Le rapport à risque date d’il y a combien de temps?”


Je fonds de l’intérieur. “Ce matin.” Je lui réponds d’une voix tremblante, les mains moites et le regard fuyant. Au lieu de me rassurer ou d’avoir l’air un tant soit peu compatissant, il me sort cette phrase: “Prenez-la toute suite. Et n’en abusez pas, ce n’est pas bon pour vous. Il y a d’autres moyens de contraception.” Le ton de sa voix me laisse penser que j’aurais pu le faire exprès. Je suis choquée par sa réaction. Comment ose-t-il porter un tel jugement et le verbaliser devant les autres clients? Il me met face à moi-même avec violence, alors qu’il ne connaît rien de moi… Je ne veux pas exagérer ma situation. Mais a-t-il seulement pensé que ça pouvait arriver? D’oublier sa pilule, de craquer un préservatif.

Je pense qu’il ne réalise pas la gravité de ses paroles. Qu’il ne réfléchit pas à toutes ces femmes qui ont des rapports sous la contrainte. Certes, le mien était consenti. Mais des jeunes femmes se font violer et n’ont d’autre choix que de prendre la pilule du lendemain. A-t-il pensé à ces femmes-là avant d’asséner cette remarque? Qu’après avoir vécu le pire, elles doivent encore traverser cette épreuve difficile que d’ingérer un médicament aux effets secondaires pas toujours faciles à vivre? Un médicament qui les renvoie à ce qu’elles viennent de subir? Je n’en reviens pas de son jugement hâtif, sans aucune compassion. J’aurais préféré qu’il s’abstienne. Je suis retournée par ma mésaventure.

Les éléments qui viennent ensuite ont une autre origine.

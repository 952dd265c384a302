//! Export helpers for CSV and JSON artifacts.

use std::fs::{self, File};
use std::io::{self, BufWriter, Write};
use std::path::Path;

use thiserror::Error;

#[derive(Debug, Error)]
pub enum ExportError {
    #[error("failed to write output: {0}")]
    Io(#[from] io::Error),
    #[error("failed to write CSV: {0}")]
    Csv(#[from] csv::Error),
    #[error("failed to write JSON: {0}")]
    Json(#[from] serde_json::Error),
}

/// Create a writer for the target path, handling stdout (`-`) by convention.
pub fn writer_for_path(path: &Path) -> io::Result<Box<dyn Write>> {
    if path == Path::new("-") {
        return Ok(Box::new(BufWriter::new(io::stdout())));
    }
    if let Some(parent) = path.parent() {
        if !parent.as_os_str().is_empty() {
            fs::create_dir_all(parent)?;
        }
    }
    let file = File::create(path)?;
    Ok(Box::new(BufWriter::new(file)))
}

pub mod table {
    use std::io::Write;
    use std::path::Path;

    use rotor_performance::{ForwardFlightRow, ForwardFlightTable, MissionReport};

    use super::{ExportError, writer_for_path};

    /// Forward-flight CSV columns, in output order.
    pub const FORWARD_FLIGHT_COLUMNS: [&str; 29] = [
        "airspeed_kt",
        "dynamic_pressure_psf",
        "advance_ratio",
        "induced_velocity_ft_s",
        "ct_over_sigma",
        "stall_drag_increment",
        "drag_divergence_mach",
        "advancing_tip_mach",
        "compressibility_drag_increment",
        "profile_drag_coefficient",
        "induced_hp",
        "profile_hp",
        "parasite_hp",
        "main_rotor_hp",
        "main_rotor_torque_ft_lb",
        "antitorque_thrust_lb",
        "fin_lift_lb",
        "fin_induced_drag_lb",
        "tail_rotor_thrust_lb",
        "tail_rotor_induced_velocity_ft_s",
        "tail_rotor_hp",
        "shp_installed",
        "shp_uninstalled",
        "lift_to_drag",
        "power_pct",
        "sfc_lb_per_hp_hr",
        "fuel_flow_lb_hr",
        "specific_range_nm_per_lb",
        "rate_of_climb_fpm",
    ];

    pub const MISSION_COLUMNS: [&str; 6] = [
        "index",
        "kind",
        "fuel_burned_lb",
        "fuel_remaining_lb",
        "gross_weight_lb",
        "distance_nm",
    ];

    fn row_values(row: &ForwardFlightRow) -> [f64; 29] {
        [
            row.airspeed_kt,
            row.dynamic_pressure_psf,
            row.advance_ratio,
            row.induced_velocity_ft_s,
            row.ct_over_sigma,
            row.stall_drag_increment,
            row.drag_divergence_mach,
            row.advancing_tip_mach,
            row.compressibility_drag_increment,
            row.profile_drag_coefficient,
            row.induced_hp,
            row.profile_hp,
            row.parasite_hp,
            row.main_rotor_hp,
            row.main_rotor_torque_ft_lb,
            row.antitorque_thrust_lb,
            row.fin_lift_lb,
            row.fin_induced_drag_lb,
            row.tail_rotor_thrust_lb,
            row.tail_rotor_induced_velocity_ft_s,
            row.tail_rotor_hp,
            row.shp_installed,
            row.shp_uninstalled,
            row.lift_to_drag,
            row.power_pct,
            row.sfc_lb_per_hp_hr,
            row.fuel_flow_lb_hr,
            row.specific_range_nm_per_lb,
            row.rate_of_climb_fpm,
        ]
    }

    /// Write the forward-flight table as CSV; per-row warnings are not exported.
    pub fn write_forward_flight<W: Write>(
        writer: W,
        table: &ForwardFlightTable,
    ) -> Result<(), ExportError> {
        let mut csv = csv::Writer::from_writer(writer);
        csv.write_record(FORWARD_FLIGHT_COLUMNS)?;
        for row in &table.rows {
            csv.write_record(row_values(row).iter().map(|value| value.to_string()))?;
        }
        csv.flush()?;
        Ok(())
    }

    pub fn write_forward_flight_to_path(
        path: &Path,
        table: &ForwardFlightTable,
    ) -> Result<(), ExportError> {
        write_forward_flight(writer_for_path(path)?, table)
    }

    /// Write one CSV row per mission segment.
    pub fn write_mission<W: Write>(writer: W, report: &MissionReport) -> Result<(), ExportError> {
        let mut csv = csv::Writer::from_writer(writer);
        csv.write_record(MISSION_COLUMNS)?;
        for segment in &report.segments {
            csv.write_record([
                segment.index.to_string(),
                segment.kind.to_string(),
                segment.fuel_burned_lb.to_string(),
                segment.fuel_remaining_lb.to_string(),
                segment.gross_weight_lb.to_string(),
                segment.distance_nm.to_string(),
            ])?;
        }
        csv.flush()?;
        Ok(())
    }
}

pub mod json {
    use std::io::Write;
    use std::path::Path;

    use serde::Serialize;
    use serde_json::to_writer_pretty;

    use super::{ExportError, writer_for_path};

    /// Pretty-print any serialisable record followed by a newline.
    pub fn write_json<W: Write, T: Serialize + ?Sized>(
        mut writer: W,
        value: &T,
    ) -> Result<(), ExportError> {
        to_writer_pretty(&mut writer, value)?;
        writeln!(writer)?;
        writer.flush()?;
        Ok(())
    }

    pub fn write_json_to_path<T: Serialize + ?Sized>(
        path: &Path,
        value: &T,
    ) -> Result<(), ExportError> {
        write_json(writer_for_path(path)?, value)
    }
}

Pourtant, je n’arrive pas à réagir et reste bouche close en payant ma pilule de la honte. Cette honte qu’il m’a fait ressentir, à moi qui avais déjà eu beaucoup de mal à franchir cette porte. Moi qui ai hésité à dire: “c’est pour une copine”. Pour moi, il n’est pas envisageable que des professionnels de la santé tiennent de tels propos. Peut-être qu’il ne me jugeait pas. Et effectivement, l’abus des contraceptifs d’urgence n’est pas recommandé. Il a peut-être une obligation de le mentionner.

Mais le ton employé, son regard dédaigneux, condescendant, je ne peux pas l’accepter. En me récitant ce monologue sur la route du retour, je décide de faire demi-tour et de le confronter. Ses excuses ne me font ni chaud ni froid. Mais pour éviter cela à d’autres, je sais qu’elles étaient nécessaires”.